If you also want to calculate the pure rotational transitions at the same time you can add the following lines for $v=0$ and $v_{21}=1$, respectively
002 0.419
112 0.419
Running spcat on these files will create a *.cat file with entries that look like this
28836388.4034 0.1233 -3.1885 3 0.0000 21 665201404 1 0 1 1 0 0 0 0
The last eight numbers are the quantum numbers $J$, $K_a$, $K_c$, and the identifier for the vibrational states. Analogously, entries in the *.lin file should have the following format
2 0 2 1 1 0 1 0 962.1701938350 -2.0e-04 1.0000
if you want to specify the center position in cm$^{-1}$ as indicated by the negative uncertainty (-2.0e-4) or
2 0 2 1 1 0 1 0 2.884514e+7 6 1.0000
if you want to specify the center position in MHz. Similar to the *.int file, where you can add rows for both the pure rotational spectrum and the rovibrational spectrum, you can also add pure rotational lines to the *.lin file. This is a common practice (if pure rotational data is available) to improve the accuracy of the rotational parameters. In some instances, it can be benificial to do the rovibrational analysis first and then let it guide the pure rotational analysis.
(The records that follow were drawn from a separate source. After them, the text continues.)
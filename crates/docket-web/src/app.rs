use chrono::Utc;
use docket_core::config::BoardConfig;
use docket_core::draft::Draft;
use docket_core::filter::{
  self,
  CompletionFilter,
  Criteria
};
use docket_core::store::TaskBoard;
use docket_core::task::{
  Label,
  Priority
};
use gloo::console::log;
use yew::{
  Callback,
  Html,
  TargetCast,
  classes,
  function_component,
  html,
  use_effect_with,
  use_state
};

use crate::auth::Identity;
use crate::components::{
  EntryForm,
  FilterPanel,
  SignInGate,
  TaskList
};

const THEME_STORAGE_KEY: &str =
  "docket.theme";
const BOARD_CONFIG_TOML: &str = include_str!(
  "../assets/board.toml"
);

#[derive(
  Clone, Copy, PartialEq, Eq,
)]
enum ThemeMode {
  Light,
  Dark
}

impl ThemeMode {
  fn as_class(self) -> &'static str {
    match self {
      | Self::Light => "theme-light",
      | Self::Dark => "theme-dark"
    }
  }

  fn next(self) -> Self {
    match self {
      | Self::Light => Self::Dark,
      | Self::Dark => Self::Light
    }
  }

  fn storage_value(
    self
  ) -> &'static str {
    match self {
      | Self::Light => "light",
      | Self::Dark => "dark"
    }
  }

  fn toggle_label(
    self
  ) -> &'static str {
    match self {
      | Self::Light => "Dark",
      | Self::Dark => "Light"
    }
  }
}

fn load_board_config() -> BoardConfig
{
  match docket_core::config::from_toml_str(
    BOARD_CONFIG_TOML
  ) {
    | Ok(config) => config,
    | Err(error) => {
      tracing::error!(
        error = %error,
        "failed parsing embedded \
         board config; using defaults"
      );
      BoardConfig::default()
    }
  }
}

fn load_theme_mode() -> ThemeMode {
  let stored = web_sys::window()
    .and_then(|window| {
      window
        .local_storage()
        .ok()
        .flatten()
    })
    .and_then(|storage| {
      storage
        .get_item(THEME_STORAGE_KEY)
        .ok()
        .flatten()
    });

  match stored.as_deref() {
    | Some("dark") => ThemeMode::Dark,
    | _ => ThemeMode::Light
  }
}

fn save_theme_mode(theme: ThemeMode) {
  if let Some(storage) =
    web_sys::window().and_then(
      |window| {
        window
          .local_storage()
          .ok()
          .flatten()
      }
    )
  {
    let _ = storage.set_item(
      THEME_STORAGE_KEY,
      theme.storage_value()
    );
  }
}

fn ui_debug(
  event: &str,
  detail: &str
) {
  tracing::debug!(
    event, detail, "ui-debug"
  );
  log!(format!(
    "[ui-debug] {event}: {detail}"
  ));
}

#[function_component(App)]
pub fn app() -> Html {
  let theme =
    use_state(load_theme_mode);
  let config =
    use_state(load_board_config);
  let identity =
    use_state(|| None::<Identity>);

  let defaults = config.defaults;
  let board = use_state(move || {
    TaskBoard::new(defaults)
  });
  let draft = use_state(move || {
    Draft::new(defaults)
  });
  let criteria =
    use_state(Criteria::default);
  let form_error =
    use_state(|| None::<String>);

  {
    use_effect_with((), move |_| {
      ui_debug(
        "app.mounted",
        "frontend mounted and hooks \
         initialized"
      );
      || ()
    });
  }

  let on_sign_in = {
    let identity = identity.clone();
    Callback::from(
      move |signed_in: Identity| {
        ui_debug(
          "auth.signed_in",
          &signed_in.username
        );
        identity.set(Some(signed_in));
      }
    )
  };

  let on_sign_out = {
    let identity = identity.clone();
    let board = board.clone();
    let draft = draft.clone();
    let criteria = criteria.clone();
    let form_error =
      form_error.clone();
    Callback::from(move |_| {
      tracing::info!(
        "signed out; dropping \
         session task state"
      );
      board.set(TaskBoard::new(
        defaults
      ));
      draft
        .set(Draft::new(defaults));
      criteria
        .set(Criteria::default());
      form_error.set(None);
      identity.set(None);
    })
  };

  let on_toggle_theme = {
    let theme = theme.clone();
    Callback::from(move |_| {
      let next = (*theme).next();
      save_theme_mode(next);
      theme.set(next);
    })
  };

  let on_title_input = {
    let draft = draft.clone();
    Callback::from(
      move |e: web_sys::InputEvent| {
        let input: web_sys::HtmlInputElement =
          e.target_unchecked_into();
        let mut next =
          (*draft).clone();
        next.title = input.value();
        draft.set(next);
      }
    )
  };

  let on_description_input = {
    let draft = draft.clone();
    Callback::from(
      move |e: web_sys::InputEvent| {
        let input: web_sys::HtmlInputElement =
          e.target_unchecked_into();
        let mut next =
          (*draft).clone();
        next.description =
          input.value();
        draft.set(next);
      }
    )
  };

  let on_priority_change = {
    let draft = draft.clone();
    Callback::from(
      move |e: web_sys::Event| {
        let Some(input) =
          e.target_dyn_into::<
            web_sys::HtmlSelectElement
          >()
        else {
          tracing::warn!(
            "priority select event had \
             non-select target"
          );
          return;
        };

        let value = input.value();
        let Some(priority) =
          Priority::from_key(&value)
        else {
          tracing::warn!(
            value = %value,
            "unknown priority key"
          );
          return;
        };

        let mut next =
          (*draft).clone();
        next.priority = priority;
        draft.set(next);
      }
    )
  };

  let on_label_change = {
    let draft = draft.clone();
    Callback::from(
      move |e: web_sys::Event| {
        let Some(input) =
          e.target_dyn_into::<
            web_sys::HtmlSelectElement
          >()
        else {
          tracing::warn!(
            "label select event had \
             non-select target"
          );
          return;
        };

        let value = input.value();
        let Some(label) =
          Label::from_key(&value)
        else {
          tracing::warn!(
            value = %value,
            "unknown label key"
          );
          return;
        };

        let mut next =
          (*draft).clone();
        next.label = label;
        draft.set(next);
      }
    )
  };

  let on_submit = {
    let board = board.clone();
    let draft = draft.clone();
    let form_error =
      form_error.clone();
    Callback::from(move |_| {
      let mut next_board =
        (*board).clone();
      let mut next_draft =
        (*draft).clone();
      let title_missing = next_draft
        .title
        .trim()
        .is_empty();

      match next_board.commit(
        &mut next_draft,
        Utc::now()
      ) {
        | Some(task) => {
          form_error.set(None);
          ui_debug(
            "action.commit",
            &format!(
              "committed task {}",
              task.id
            )
          );
        }
        | None => {
          if title_missing {
            form_error.set(Some(
              "Task title is required"
                .to_string()
            ));
          }
        }
      }

      board.set(next_board);
      draft.set(next_draft);
    })
  };

  let on_edit = {
    let board = board.clone();
    let draft = draft.clone();
    let form_error =
      form_error.clone();
    Callback::from(move |id: u64| {
      let Some(task) =
        (*board).get(id).cloned()
      else {
        tracing::warn!(
          id,
          "edit requested for task \
           not on the board"
        );
        return;
      };

      let mut next =
        (*draft).clone();
      next.begin_edit(&task);
      draft.set(next);
      form_error.set(None);
      ui_debug(
        "action.edit",
        &format!("editing task {id}")
      );
    })
  };

  let on_cancel_edit = {
    let draft = draft.clone();
    let form_error =
      form_error.clone();
    Callback::from(move |_| {
      let mut next =
        (*draft).clone();
      next.cancel_edit(defaults);
      draft.set(next);
      form_error.set(None);
      ui_debug(
        "action.edit_cancel",
        "abandoned pending edit"
      );
    })
  };

  let on_complete = {
    let board = board.clone();
    Callback::from(move |id: u64| {
      let mut next =
        (*board).clone();
      if next
        .complete(id, Utc::now())
      {
        board.set(next);
      }
    })
  };

  let on_delete = {
    let board = board.clone();
    let draft = draft.clone();
    Callback::from(move |id: u64| {
      let mut next =
        (*board).clone();
      if !next.remove(id) {
        return;
      }
      board.set(next);

      if (*draft).editing == Some(id)
      {
        let mut next_draft =
          (*draft).clone();
        next_draft
          .cancel_edit(defaults);
        draft.set(next_draft);
      }
    })
  };

  let on_filter_priority_change = {
    let criteria = criteria.clone();
    Callback::from(
      move |e: web_sys::Event| {
        let Some(input) =
          e.target_dyn_into::<
            web_sys::HtmlSelectElement
          >()
        else {
          tracing::warn!(
            "priority filter event had \
             non-select target"
          );
          return;
        };

        let value = input.value();
        let mut next = *criteria;
        next.priority =
          Priority::from_key(&value);
        criteria.set(next);
      }
    )
  };

  let on_filter_label_change = {
    let criteria = criteria.clone();
    Callback::from(
      move |e: web_sys::Event| {
        let Some(input) =
          e.target_dyn_into::<
            web_sys::HtmlSelectElement
          >()
        else {
          tracing::warn!(
            "label filter event had \
             non-select target"
          );
          return;
        };

        let value = input.value();
        let mut next = *criteria;
        next.label =
          Label::from_key(&value);
        criteria.set(next);
      }
    )
  };

  let on_filter_completion_change = {
    let criteria = criteria.clone();
    Callback::from(
      move |e: web_sys::Event| {
        let Some(input) =
          e.target_dyn_into::<
            web_sys::HtmlSelectElement
          >()
        else {
          tracing::warn!(
            "completion filter event had \
             non-select target"
          );
          return;
        };

        let value = input.value();
        let Some(completion) =
          CompletionFilter::from_key(
            &value
          )
        else {
          tracing::warn!(
            value = %value,
            "unknown completion key"
          );
          return;
        };

        let mut next = *criteria;
        next.completion = completion;
        criteria.set(next);
      }
    )
  };

  let on_clear_filters = {
    let criteria = criteria.clone();
    Callback::from(move |_| {
      criteria
        .set(Criteria::default());
      ui_debug(
        "action.filters_clear",
        "criteria reset to all"
      );
    })
  };

  let visible_tasks = filter::apply(
    board.tasks(),
    &criteria
  );
  let total = board.tasks().len();

  html! {
      <div class={classes!("app", theme.as_class())}>
          {
              if let Some(signed_in) = (*identity).clone() {
                  html! {
                      <div class="workspace">
                          <header class="topbar">
                              <div class="brand">{ "Docket" }</div>
                              <div class="session">
                                  <span class="user">{ format!("Signed in as {}", signed_in.username) }</span>
                                  <button class="btn" onclick={on_toggle_theme.clone()}>{ (*theme).toggle_label() }</button>
                                  <button class="btn" onclick={on_sign_out.clone()}>{ "Sign Out" }</button>
                              </div>
                          </header>
                          <main class="board">
                              <EntryForm
                                  draft={(*draft).clone()}
                                  error={(*form_error).clone()}
                                  on_title_input={on_title_input.clone()}
                                  on_description_input={on_description_input.clone()}
                                  on_priority_change={on_priority_change.clone()}
                                  on_label_change={on_label_change.clone()}
                                  on_submit={on_submit.clone()}
                                  on_cancel_edit={on_cancel_edit.clone()}
                              />
                              <FilterPanel
                                  criteria={*criteria}
                                  on_priority_change={on_filter_priority_change.clone()}
                                  on_label_change={on_filter_label_change.clone()}
                                  on_completion_change={on_filter_completion_change.clone()}
                                  on_clear_filters={on_clear_filters.clone()}
                              />
                              <TaskList
                                  tasks={visible_tasks.clone()}
                                  total={total}
                                  on_edit={on_edit.clone()}
                                  on_complete={on_complete.clone()}
                                  on_delete={on_delete.clone()}
                              />
                          </main>
                      </div>
                  }
              } else {
                  html! {
                      <SignInGate on_sign_in={on_sign_in.clone()} />
                  }
              }
          }
      </div>
  }
}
You can also convert the units directly in LLWP by going to the Files > Edit Files window and clicking the cog icon behind the file. Enter in the x-Transformation field the corresponding transformation, with $x0$ being the original values, and then press update. I often want to convert my *.cat files from MHz to cm$^{-1}$, which requires the following input
x0 / 29979.2458
The same principles apply for extending the Hamiltonian to three or more states and for hot-bands (rovibrational transitions starting from a vibrationally excited state).
The CDMS offers worked examples for analyses including infrared data on its Numerous Examples page.